Steve,
Steve Langasek wrote:
On Wed, Oct 04, 2006 at 02:14:13AM +0200, Steinar H. Gunderson wrote:
The first one is that it attempts to touch a file in a directory that
does not exist. /etc/init.d/libnss-ldap needs /lib/init/rw to exist but
does not make sure.
Simple fix is to create the dir manually.
You're mixing and matching testing and unstable packages, with somewhat mixed
results; I guess libnss-ldap should depend on initscripts that are new enough
to have /lib/init/rw (the version in sid definitely is).

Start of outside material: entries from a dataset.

//! How the sell side prices a token amount.

use core::fmt;

use serde::{Deserialize, Serialize};

/// Integration policy for [`estimate_currency_for_tokens`](crate::curve::estimate_currency_for_tokens).
///
/// Both policies price the tokens on the stretch of curve just below the
/// anchor, `[S0 − tokens_in, S0]`.  They differ in how a fractional amount
/// is handled.
///
/// | Policy | Fractional input | Monotonic | Cost |
/// |--------|------------------|-----------|------|
/// | [`Continuous`](SellPricing::Continuous) | exact area under the curve | yes | O(1) |
/// | [`UnitSteps`](SellPricing::UnitSteps) | iterates `ceil(tokens_in)` whole steps | whole amounts only | O(n) |
///
/// `UnitSteps` is the legacy step-by-step walk, kept bit for bit: each
/// iteration books one full unit price and decrements the remaining count
/// by exactly one, even when less than one unit remains.  Selling `100.5`
/// therefore books 101 prices starting from `S0 − 100.5`.
#[derive(Debug, Clone, Copy, Default, PartialEq, Eq, Hash, Serialize, Deserialize)]
#[serde(rename_all = "snake_case")]
pub enum SellPricing {
    /// Closed-form integral of the price curve.
    #[default]
    Continuous,
    /// Literal per-unit walk, bounded by the per-call unit ceiling.
    UnitSteps,
}

impl SellPricing {
    /// Returns `true` for [`SellPricing::Continuous`].
    #[must_use]
    pub const fn is_continuous(&self) -> bool {
        matches!(self, Self::Continuous)
    }
}

impl fmt::Display for SellPricing {
    fn fmt(&self, f: &mut fmt::Formatter<'_>) -> fmt::Result {
        match self {
            Self::Continuous => write!(f, "continuous"),
            Self::UnitSteps => write!(f, "unit_steps"),
        }
    }
}
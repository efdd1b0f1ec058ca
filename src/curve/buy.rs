//! Buy direction: currency in, whole tokens out.

use crate::config::CurveConfig;
use crate::domain::{validate_amount, DecimalPlaces, TradeEstimate, TradeSide};
use crate::error::Result;
use crate::math::{checked_add, floor_to_places};

/// Estimates how many tokens `currency_in` buys at the curve's anchor.
///
/// Walks the price ladder upward from `k = 0`, buying one whole unit at a
/// time while the remaining balance covers the next marginal price.  The
/// walk stops when the balance runs short or after
/// [`max_units_per_call`](CurveConfig::max_units_per_call) units, whichever
/// comes first.  The token count is floored to
/// [`DecimalPlaces::TOKENS`].
///
/// The estimate never spends more than `currency_in` and never returns
/// fractional units; the leftover is reported by
/// [`TradeEstimate::unspent`].
///
/// # Errors
///
/// - [`CurveError::InvalidAmount`](crate::error::CurveError::InvalidAmount)
///   if `currency_in` is negative, NaN, or infinite.
/// - [`CurveError::Overflow`](crate::error::CurveError::Overflow) if the
///   running spend leaves the finite range.
///
/// # Examples
///
/// ```
/// use tokenforge_curve::config::CurveConfig;
/// use tokenforge_curve::curve::estimate_tokens_for_currency;
///
/// let cfg = CurveConfig::reference();
/// let est = estimate_tokens_for_currency(&cfg, 100.0).expect("valid amount");
/// assert_eq!(est.amount_out(), 4.0);
/// assert!(est.unspent() > 0.0);
/// ```
pub fn estimate_tokens_for_currency(config: &CurveConfig, currency_in: f64) -> Result<TradeEstimate> {
    validate_amount(currency_in)?;
    if currency_in == 0.0 {
        return Ok(TradeEstimate::zero(TradeSide::Buy));
    }

    let growth = config.growth_factor();
    let ceiling = config.max_units_per_call();
    let mut price = config.anchor_price_raw();
    let mut remaining = currency_in;
    // Tracked on its own: for a huge budget `remaining -= price` is a no-op.
    let mut spent = 0.0;
    let mut units: u32 = 0;

    while remaining > 0.0 && units < ceiling {
        if remaining < price {
            break;
        }
        remaining -= price;
        spent = checked_add(spent, price)?;
        units += 1;
        price *= growth;
    }

    let ceiling_reached = units == ceiling && remaining >= price;
    if ceiling_reached {
        tracing::warn!(
            currency_in,
            ceiling,
            unspent = remaining,
            "buy truncated at the per-call unit ceiling"
        );
    }

    let tokens = floor_to_places(f64::from(units), DecimalPlaces::TOKENS);
    let estimate = TradeEstimate::new(
        TradeSide::Buy,
        currency_in,
        tokens,
        spent.min(currency_in),
        ceiling_reached,
    )?;
    tracing::debug!(currency_in, tokens, spent = estimate.consumed(), "buy quoted");
    Ok(estimate)
}
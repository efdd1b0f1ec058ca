//! # TokenForge Curve
//!
//! Bonding-curve pricing engine: estimate how many tokens a currency
//! amount buys, and how much currency a token amount sells for, on a
//! geometric price ladder.
//!
//! Every quote is a pure function of an immutable [`CurveConfig`](config::CurveConfig)
//! and a single amount.  Nothing is settled, stored, or mutated; the
//! caller owns any notion of "after the trade".
//!
//! # Quick Start
//!
//! ```rust
//! use tokenforge_curve::config::CurveConfig;
//! use tokenforge_curve::curve::{estimate_currency_for_tokens, estimate_tokens_for_currency};
//!
//! // price(k) = 0.001 · 1.0001^(100000 + k)
//! let cfg = CurveConfig::new(0.001, 1.0001, 100_000.0).expect("valid curve");
//!
//! let buy = estimate_tokens_for_currency(&cfg, 100.0).expect("valid amount");
//! assert_eq!(buy.amount_out(), 4.0);
//!
//! let sell = estimate_currency_for_tokens(&cfg, 100.0).expect("valid amount");
//! assert!(sell.amount_out() > 2_190.0);
//! ```
//!
//! # Numeric Policy
//!
//! | Quantity | Type | Rounding |
//! |----------|------|----------|
//! | Tokens out (buy) | whole units, `f64` | floored to 2 decimal places |
//! | Currency out (sell) | `f64` | floored to 6 decimal places |
//! | Inputs | `f64` | must be finite and `>= 0`; zero quotes to zero |
//!
//! Buys walk at most [`DEFAULT_MAX_UNITS_PER_CALL`](config::DEFAULT_MAX_UNITS_PER_CALL)
//! units per call unless configured otherwise.  Buys and sells are not
//! exact inverses; see [`curve::estimate_currency_for_tokens`].
//!
//! # Module Guide
//!
//! | Module | Purpose |
//! |--------|---------|
//! | [`curve`] | The pricing engine: buy walk, sell integration, [`BondingCurve`](curve::BondingCurve) |
//! | [`config`] | [`CurveConfig`](config::CurveConfig), [`SellPricing`](config::SellPricing), TOML loading |
//! | [`domain`] | Value types: [`TradeRequest`](domain::TradeRequest), [`TradeEstimate`](domain::TradeEstimate), [`Price`](domain::Price) |
//! | [`traits`] | [`TradeQuoter`](traits::TradeQuoter), [`FromConfig`](traits::FromConfig), [`IdentityProvider`](traits::IdentityProvider) |
//! | [`session`] | Opaque identity and an in-memory wallet session |
//! | [`math`] | Finite-checked arithmetic, ladder helpers, truncation |
//! | [`error`] | [`CurveError`](error::CurveError) unified error enum |
//! | [`prelude`] | Convenience re-exports |
//!
//! # Logging
//!
//! The crate emits [`tracing`] events (`debug` per quote, `warn` when a buy
//! hits the unit ceiling) and never installs a subscriber.

pub mod config;
pub mod curve;
pub mod domain;
pub mod error;
pub mod math;
pub mod prelude;
pub mod session;
pub mod traits;
//! Geometric price-ladder helpers.
//!
//! The curve prices the unit at supply `s` as `base · g^s`.  These helpers
//! evaluate single rungs of that ladder and the closed-form area under it;
//! the walk itself lives in [`curve`](crate::curve).

use super::checked::{checked_div, checked_mul, checked_powf};
use crate::error::{CurveError, Result};

/// Price of the unit at supply `supply`: `base_price · growth_factor^supply`.
///
/// `supply` may be negative (a sell walking below the anchor); the result
/// is then smaller than `base_price`.
///
/// # Errors
///
/// Returns [`CurveError::Overflow`] if the price is not finite.
///
/// # Examples
///
/// ```
/// use tokenforge_curve::math::price_at_supply;
///
/// let p = price_at_supply(0.001, 2.0, 3.0).expect("finite");
/// assert!((p - 0.008).abs() < 1e-15);
/// ```
pub fn price_at_supply(base_price: f64, growth_factor: f64, supply: f64) -> Result<f64> {
    let scale = checked_powf(growth_factor, supply)?;
    checked_mul(base_price, scale)
}

/// Area under the continuous ladder between `anchor_supply - width` and
/// `anchor_supply`, given the price at the anchor:
///
/// ```text
/// ∫ base · g^s ds  over [S0 − w, S0]  =  anchor_price · (1 − g^(−w)) / ln g
/// ```
///
/// Evaluated with `exp_m1` so that narrow widths on a flat curve keep their
/// significant digits.
///
/// # Errors
///
/// - [`CurveError::Configuration`] if `growth_factor <= 1`.
/// - [`CurveError::Overflow`] if the result is not finite.
pub fn integral_below_anchor(anchor_price: f64, growth_factor: f64, width: f64) -> Result<f64> {
    if growth_factor <= 1.0 {
        return Err(CurveError::Configuration("growth factor must exceed 1"));
    }
    if width <= 0.0 {
        return Ok(0.0);
    }
    let ln_growth = growth_factor.ln();
    let fraction = -(-width * ln_growth).exp_m1();
    let area = checked_mul(anchor_price, fraction)?;
    checked_div(area, ln_growth)
}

And initscripts is frozen, and no decision has been made yet to let that
version of sysvinit into etch.
Can we just fix libnss-ldap already to use a sensible default bind policy,
please?
It's not so much a sensible default bind policy, but rather the
possibility that during startup things will be extremely delayed because
the ldap server might not yet be available (no connection, not started,
etc).
For example, in my case the rcS/S70x11-common was the first one to call
upon the services of libnss-ldap. So it took some time (I think about 30
minutes, but I went for coffee) to decide that the ldap server perhaps
wouldn't show up in time.
The next one was bind9 and I gave up and decided to figure out what was
causing this.
I need a normal bind policy that's one of the hard ones (user database
in ldap). But during startup a soft policy is fine, since all
administrative accounts are local.
I think the file base approach that is now implemented is quite
reasonable. It allows admins to use a soft policy during startup and
migrate to the regular policy later on. Using an initscript allows the
admin to decide when to change to the regular policy.
And for the server that actually hosts the ldap daemon this means that a
soft policy can be used until that daemon is available.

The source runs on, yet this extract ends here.